• **EXERCISE PROMPT**
Report each line of the entries below that includes "body".

---------- MATERIAL SUPPLIED

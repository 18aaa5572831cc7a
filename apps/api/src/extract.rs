//! Extractors whose rejections render through `AppError`, so malformed paths,
//! query strings and bodies get the same JSON error envelope as handler errors.

use axum::{
    async_trait,
    body::Bytes,
    extract::{FromRequest, FromRequestParts, Path, Query, Request},
    http::request::Parts,
    Json,
};
use serde::de::DeserializeOwned;

use crate::errors::AppError;

pub struct ApiPath<T>(pub T);

#[async_trait]
impl<T, S> FromRequestParts<S> for ApiPath<T>
where
    T: DeserializeOwned + Send,
    S: Send + Sync,
{
    type Rejection = AppError;

    async fn from_request_parts(parts: &mut Parts, state: &S) -> Result<Self, Self::Rejection> {
        let Path(value) = Path::<T>::from_request_parts(parts, state).await?;
        Ok(ApiPath(value))
    }
}

pub struct ApiQuery<T>(pub T);

#[async_trait]
impl<T, S> FromRequestParts<S> for ApiQuery<T>
where
    T: DeserializeOwned + Send,
    S: Send + Sync,
{
    type Rejection = AppError;

    async fn from_request_parts(parts: &mut Parts, state: &S) -> Result<Self, Self::Rejection> {
        let Query(value) = Query::<T>::from_request_parts(parts, state).await?;
        Ok(ApiQuery(value))
    }
}

pub struct ApiJson<T>(pub T);

#[async_trait]
impl<T, S> FromRequest<S> for ApiJson<T>
where
    T: DeserializeOwned + Send,
    S: Send + Sync,
{
    type Rejection = AppError;

    async fn from_request(req: Request, state: &S) -> Result<Self, Self::Rejection> {
        let Json(value) = Json::<T>::from_request(req, state).await?;
        Ok(ApiJson(value))
    }
}

/// JSON body that may be left out. An empty (or all-whitespace) body yields
/// `T::default()`; anything else must parse as `T`.
pub struct JsonOrDefault<T>(pub T);

#[async_trait]
impl<T, S> FromRequest<S> for JsonOrDefault<T>
where
    T: DeserializeOwned + Default + Send,
    S: Send + Sync,
{
    type Rejection = AppError;

    async fn from_request(req: Request, state: &S) -> Result<Self, Self::Rejection> {
        let bytes = Bytes::from_request(req, state).await?;
        if bytes.iter().all(u8::is_ascii_whitespace) {
            return Ok(JsonOrDefault(T::default()));
        }
        let Json(value) = Json::<T>::from_bytes(&bytes)?;
        Ok(JsonOrDefault(value))
    }
}
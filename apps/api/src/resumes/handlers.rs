use axum::{
    extract::State,
    http::StatusCode,
    Json,
};
use serde::{Deserialize, Serialize};
use tracing::info;
use uuid::Uuid;

use crate::analysis::analyze_batch;
use crate::analysis::stats::{results_summary, summarize_resumes, ResumeSummary};
use crate::errors::AppError;
use crate::extract::{ApiJson, ApiPath, ApiQuery, JsonOrDefault};
use crate::models::job::JobStatus;
use crate::models::result::MatchResult;
use crate::models::resume::{CandidateResume, NewResume};
use crate::resumes::build_resume;
use crate::state::AppState;
use crate::store::{ResultQuery, ResultRow, ResumeFilter};

#[derive(Debug, Serialize)]
pub struct ResumeListResponse {
    pub resumes: Vec<ResumeSummary>,
    pub total_resumes: usize,
    pub active_jobs: usize,
    pub total_analyses: usize,
    /// Mean relevance over every recorded result, rounded.
    pub average_score: u32,
}

#[derive(Debug, Serialize)]
pub struct ResumeDetailResponse {
    pub resume: CandidateResume,
    pub results: Vec<ResultRow>,
}

#[derive(Debug, Default, Deserialize)]
pub struct AnalyzeResumeRequest {
    /// Empty means every active job.
    #[serde(default)]
    pub job_ids: Vec<Uuid>,
}

#[derive(Debug, Serialize)]
pub struct AnalyzeResumeResponse {
    pub results: Vec<MatchResult>,
}

/// GET /api/v1/resumes
pub async fn handle_list_resumes(
    State(state): State<AppState>,
    ApiQuery(filter): ApiQuery<ResumeFilter>,
) -> Result<Json<ResumeListResponse>, AppError> {
    let resumes = state.store.list_resumes(&filter);
    let results = state.store.results();
    let summaries = summarize_resumes(resumes, &results);
    let overall = results_summary(&results);
    let total_resumes = state.store.resumes().len();
    let active_jobs = state
        .store
        .jobs()
        .iter()
        .filter(|j| j.status == JobStatus::Active)
        .count();

    Ok(Json(ResumeListResponse {
        resumes: summaries,
        total_resumes,
        active_jobs,
        total_analyses: overall.total_analyses,
        average_score: overall.average_score,
    }))
}

/// POST /api/v1/resumes
pub async fn handle_create_resume(
    State(state): State<AppState>,
    ApiJson(request): ApiJson<NewResume>,
) -> Result<(StatusCode, Json<CandidateResume>), AppError> {
    let resume = state.store.insert_resume(build_resume(request)?);
    info!(
        "Created resume {} for {} ({} skills)",
        resume.id,
        resume.student_name,
        resume.skills.len()
    );
    Ok((StatusCode::CREATED, Json(resume)))
}

/// GET /api/v1/resumes/:id
pub async fn handle_get_resume(
    State(state): State<AppState>,
    ApiPath(resume_id): ApiPath<Uuid>,
) -> Result<Json<ResumeDetailResponse>, AppError> {
    let resume = state
        .store
        .get_resume(resume_id)
        .ok_or_else(|| AppError::NotFound(format!("Resume {resume_id} not found")))?;
    let results = state.store.list_results(&ResultQuery {
        resume_id: Some(resume_id),
        ..Default::default()
    });
    Ok(Json(ResumeDetailResponse { resume, results }))
}

/// POST /api/v1/resumes/:id/analyze
///
/// Analyzes the resume against the selected jobs. A missing body or an empty
/// `job_ids` list means every active job.
pub async fn handle_analyze_resume(
    State(state): State<AppState>,
    ApiPath(resume_id): ApiPath<Uuid>,
    JsonOrDefault(request): JsonOrDefault<AnalyzeResumeRequest>,
) -> Result<(StatusCode, Json<AnalyzeResumeResponse>), AppError> {
    let results = analyze_batch(
        &state.store,
        state.semantic.as_ref(),
        state.policy(),
        resume_id,
        &request.job_ids,
    )
    .await?;

    Ok((StatusCode::CREATED, Json(AnalyzeResumeResponse { results })))
}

--------------------

• **SOLUTION**
    body::Bytes,
/// JSON body that may be left out. An empty (or all-whitespace) body yields
/// Analyzes the resume against the selected jobs. A missing body or an empty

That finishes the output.